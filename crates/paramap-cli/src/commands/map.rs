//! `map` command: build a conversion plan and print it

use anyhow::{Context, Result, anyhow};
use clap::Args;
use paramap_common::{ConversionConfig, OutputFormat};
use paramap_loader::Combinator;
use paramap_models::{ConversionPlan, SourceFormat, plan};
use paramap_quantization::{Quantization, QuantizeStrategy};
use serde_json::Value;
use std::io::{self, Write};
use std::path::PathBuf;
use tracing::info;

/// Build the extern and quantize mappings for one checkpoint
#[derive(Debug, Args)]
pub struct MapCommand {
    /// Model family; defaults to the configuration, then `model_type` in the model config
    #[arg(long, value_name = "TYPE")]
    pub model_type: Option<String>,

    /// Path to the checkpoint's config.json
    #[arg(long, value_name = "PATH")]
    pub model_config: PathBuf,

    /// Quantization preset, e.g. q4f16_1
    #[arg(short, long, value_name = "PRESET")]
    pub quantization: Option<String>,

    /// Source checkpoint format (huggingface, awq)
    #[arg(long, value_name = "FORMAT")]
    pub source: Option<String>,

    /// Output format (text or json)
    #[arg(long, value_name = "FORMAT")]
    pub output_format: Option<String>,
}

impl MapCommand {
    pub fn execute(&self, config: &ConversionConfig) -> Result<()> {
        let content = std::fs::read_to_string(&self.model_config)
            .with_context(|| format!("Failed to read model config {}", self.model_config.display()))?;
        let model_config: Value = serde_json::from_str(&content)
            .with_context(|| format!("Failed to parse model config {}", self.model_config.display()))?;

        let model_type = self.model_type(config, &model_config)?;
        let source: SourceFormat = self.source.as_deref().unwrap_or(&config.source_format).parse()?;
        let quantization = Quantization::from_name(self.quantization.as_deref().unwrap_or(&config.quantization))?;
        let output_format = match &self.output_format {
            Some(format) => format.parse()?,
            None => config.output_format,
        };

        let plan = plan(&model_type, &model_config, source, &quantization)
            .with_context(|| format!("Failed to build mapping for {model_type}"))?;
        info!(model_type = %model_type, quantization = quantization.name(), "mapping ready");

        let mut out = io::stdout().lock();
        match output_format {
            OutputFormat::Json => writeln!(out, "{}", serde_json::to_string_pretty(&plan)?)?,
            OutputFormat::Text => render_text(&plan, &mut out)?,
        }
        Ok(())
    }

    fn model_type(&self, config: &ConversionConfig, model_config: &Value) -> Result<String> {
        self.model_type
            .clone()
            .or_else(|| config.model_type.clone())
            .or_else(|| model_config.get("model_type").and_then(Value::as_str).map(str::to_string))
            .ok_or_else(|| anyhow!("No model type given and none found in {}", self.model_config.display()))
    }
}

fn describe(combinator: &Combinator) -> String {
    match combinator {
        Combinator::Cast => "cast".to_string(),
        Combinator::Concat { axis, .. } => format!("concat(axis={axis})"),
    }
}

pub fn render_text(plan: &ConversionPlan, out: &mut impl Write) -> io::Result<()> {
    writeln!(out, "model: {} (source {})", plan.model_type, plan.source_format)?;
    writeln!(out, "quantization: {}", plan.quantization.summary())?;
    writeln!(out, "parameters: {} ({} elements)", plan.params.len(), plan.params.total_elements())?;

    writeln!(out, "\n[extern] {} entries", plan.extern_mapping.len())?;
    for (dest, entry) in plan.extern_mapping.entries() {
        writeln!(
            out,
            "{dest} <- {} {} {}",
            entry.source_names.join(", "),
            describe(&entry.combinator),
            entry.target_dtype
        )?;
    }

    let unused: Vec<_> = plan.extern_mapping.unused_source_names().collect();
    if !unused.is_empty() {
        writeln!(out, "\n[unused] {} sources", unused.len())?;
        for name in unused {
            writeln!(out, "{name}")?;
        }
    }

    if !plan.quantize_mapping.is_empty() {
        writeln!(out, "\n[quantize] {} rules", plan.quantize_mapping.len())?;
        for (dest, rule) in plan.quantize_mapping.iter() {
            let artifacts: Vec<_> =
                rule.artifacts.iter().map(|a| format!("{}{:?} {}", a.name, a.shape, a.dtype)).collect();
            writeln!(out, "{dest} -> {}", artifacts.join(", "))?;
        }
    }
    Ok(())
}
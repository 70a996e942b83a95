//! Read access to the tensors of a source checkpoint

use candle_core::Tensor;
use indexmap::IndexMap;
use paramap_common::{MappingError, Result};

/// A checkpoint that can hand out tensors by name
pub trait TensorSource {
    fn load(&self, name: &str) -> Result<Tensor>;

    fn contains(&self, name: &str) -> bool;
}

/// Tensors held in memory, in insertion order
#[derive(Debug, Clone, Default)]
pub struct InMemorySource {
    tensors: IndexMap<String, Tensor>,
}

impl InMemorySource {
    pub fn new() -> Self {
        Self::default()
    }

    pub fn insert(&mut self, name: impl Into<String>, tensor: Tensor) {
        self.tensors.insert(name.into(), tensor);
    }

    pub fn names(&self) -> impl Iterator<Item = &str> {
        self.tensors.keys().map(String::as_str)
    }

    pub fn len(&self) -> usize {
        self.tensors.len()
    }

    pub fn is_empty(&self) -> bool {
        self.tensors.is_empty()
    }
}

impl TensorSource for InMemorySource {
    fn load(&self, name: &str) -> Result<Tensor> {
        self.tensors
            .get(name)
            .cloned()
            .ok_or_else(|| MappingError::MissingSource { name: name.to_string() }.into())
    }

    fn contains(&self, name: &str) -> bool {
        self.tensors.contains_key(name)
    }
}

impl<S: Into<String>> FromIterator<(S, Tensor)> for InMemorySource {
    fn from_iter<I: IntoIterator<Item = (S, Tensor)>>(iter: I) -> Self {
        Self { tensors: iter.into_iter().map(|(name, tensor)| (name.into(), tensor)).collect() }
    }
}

::::::::

• Problem details: None of the records may be skipped; each is to be repeated exactly.

• Finished exercise:
filename crates/paramap-cli/src/commands/map.rs
//! `map` command: build a conversion plan and print it

use anyhow::{Context, Result, anyhow};
use clap::Args;
use paramap_common::{ConversionConfig, OutputFormat};
use paramap_loader::Combinator;
use paramap_models::{ConversionPlan, SourceFormat, plan};
use paramap_quantization::{Quantization, QuantizeStrategy};
use serde_json::Value;
use std::io::{self, Write};
use std::path::PathBuf;
use tracing::info;

/// Build the extern and quantize mappings for one checkpoint
#[derive(Debug, Args)]
pub struct MapCommand {
    /// Model family; defaults to the configuration, then `model_type` in the model config
    #[arg(long, value_name = "TYPE")]
    pub model_type: Option<String>,

    /// Path to the checkpoint's config.json
    #[arg(long, value_name = "PATH")]
    pub model_config: PathBuf,

    /// Quantization preset, e.g. q4f16_1
    #[arg(short, long, value_name = "PRESET")]
    pub quantization: Option<String>,

    /// Source checkpoint format (huggingface, awq)
    #[arg(long, value_name = "FORMAT")]
    pub source: Option<String>,

    /// Output format (text or json)
    #[arg(long, value_name = "FORMAT")]
    pub output_format: Option<String>,
}

impl MapCommand {
    pub fn execute(&self, config: &ConversionConfig) -> Result<()> {
        let content = std::fs::read_to_string(&self.model_config)
            .with_context(|| format!("Failed to read model config {}", self.model_config.display()))?;
        let model_config: Value = serde_json::from_str(&content)
            .with_context(|| format!("Failed to parse model config {}", self.model_config.display()))?;

        let model_type = self.model_type(config, &model_config)?;
        let source: SourceFormat = self.source.as_deref().unwrap_or(&config.source_format).parse()?;
        let quantization = Quantization::from_name(self.quantization.as_deref().unwrap_or(&config.quantization))?;
        let output_format = match &self.output_format {
            Some(format) => format.parse()?,
            None => config.output_format,
        };

        let plan = plan(&model_type, &model_config, source, &quantization)
            .with_context(|| format!("Failed to build mapping for {model_type}"))?;
        info!(model_type = %model_type, quantization = quantization.name(), "mapping ready");

        let mut out = io::stdout().lock();
        match output_format {
            OutputFormat::Json => writeln!(out, "{}", serde_json::to_string_pretty(&plan)?)?,
            OutputFormat::Text => render_text(&plan, &mut out)?,
        }
        Ok(())
    }

    fn model_type(&self, config: &ConversionConfig, model_config: &Value) -> Result<String> {
        self.model_type
            .clone()
            .or_else(|| config.model_type.clone())
            .or_else(|| model_config.get("model_type").and_then(Value::as_str).map(str::to_string))
            .ok_or_else(|| anyhow!("No model type given and none found in {}", self.model_config.display()))
    }
}

fn describe(combinator: &Combinator) -> String {
    match combinator {
        Combinator::Cast => "cast".to_string(),
        Combinator::Concat { axis, .. } => format!("concat(axis={axis})"),
    }
}

pub fn render_text(plan: &ConversionPlan, out: &mut impl Write) -> io::Result<()> {
    writeln!(out, "model: {} (source {})", plan.model_type, plan.source_format)?;
    writeln!(out, "quantization: {}", plan.quantization.summary())?;
    writeln!(out, "parameters: {} ({} elements)", plan.params.len(), plan.params.total_elements())?;

    writeln!(out, "\n[extern] {} entries", plan.extern_mapping.len())?;
    for (dest, entry) in plan.extern_mapping.entries() {
        writeln!(
            out,
            "{dest} <- {} {} {}",
            entry.source_names.join(", "),
            describe(&entry.combinator),
            entry.target_dtype
        )?;
    }

    let unused: Vec<_> = plan.extern_mapping.unused_source_names().collect();
    if !unused.is_empty() {
        writeln!(out, "\n[unused] {} sources", unused.len())?;
        for name in unused {
            writeln!(out, "{name}")?;
        }
    }

    if !plan.quantize_mapping.is_empty() {
        writeln!(out, "\n[quantize] {} rules", plan.quantize_mapping.len())?;
        for (dest, rule) in plan.quantize_mapping.iter() {
            let artifacts: Vec<_> =
                rule.artifacts.iter().map(|a| format!("{}{:?} {}", a.name, a.shape, a.dtype)).collect();
            writeln!(out, "{dest} -> {}", artifacts.join(", "))?;
        }
    }
    Ok(())
}
repository 70a996e942b83a95
//! Read access to the tensors of a source checkpoint

use candle_core::Tensor;
use indexmap::IndexMap;
use paramap_common::{MappingError, Result};

/// A checkpoint that can hand out tensors by name
pub trait TensorSource {
    fn load(&self, name: &str) -> Result<Tensor>;

    fn contains(&self, name: &str) -> bool;
}

/// Tensors held in memory, in insertion order
#[derive(Debug, Clone, Default)]
pub struct InMemorySource {
    tensors: IndexMap<String, Tensor>,
}

impl InMemorySource {
    pub fn new() -> Self {
        Self::default()
    }

    pub fn insert(&mut self, name: impl Into<String>, tensor: Tensor) {
        self.tensors.insert(name.into(), tensor);
    }

    pub fn names(&self) -> impl Iterator<Item = &str> {
        self.tensors.keys().map(String::as_str)
    }

    pub fn len(&self) -> usize {
        self.tensors.len()
    }

    pub fn is_empty(&self) -> bool {
        self.tensors.is_empty()
    }
}

impl TensorSource for InMemorySource {
    fn load(&self, name: &str) -> Result<Tensor> {
        self.tensors
            .get(name)
            .cloned()
            .ok_or_else(|| MappingError::MissingSource { name: name.to_string() }.into())
    }

    fn contains(&self, name: &str) -> bool {
        self.tensors.contains_key(name)
    }
}

impl<S: Into<String>> FromIterator<(S, Tensor)> for InMemorySource {
    fn from_iter<I: IntoIterator<Item = (S, Tensor)>>(iter: I) -> Self {
        Self { tensors: iter.into_iter().map(|(name, tensor)| (name.into(), tensor)).collect() }
    }
}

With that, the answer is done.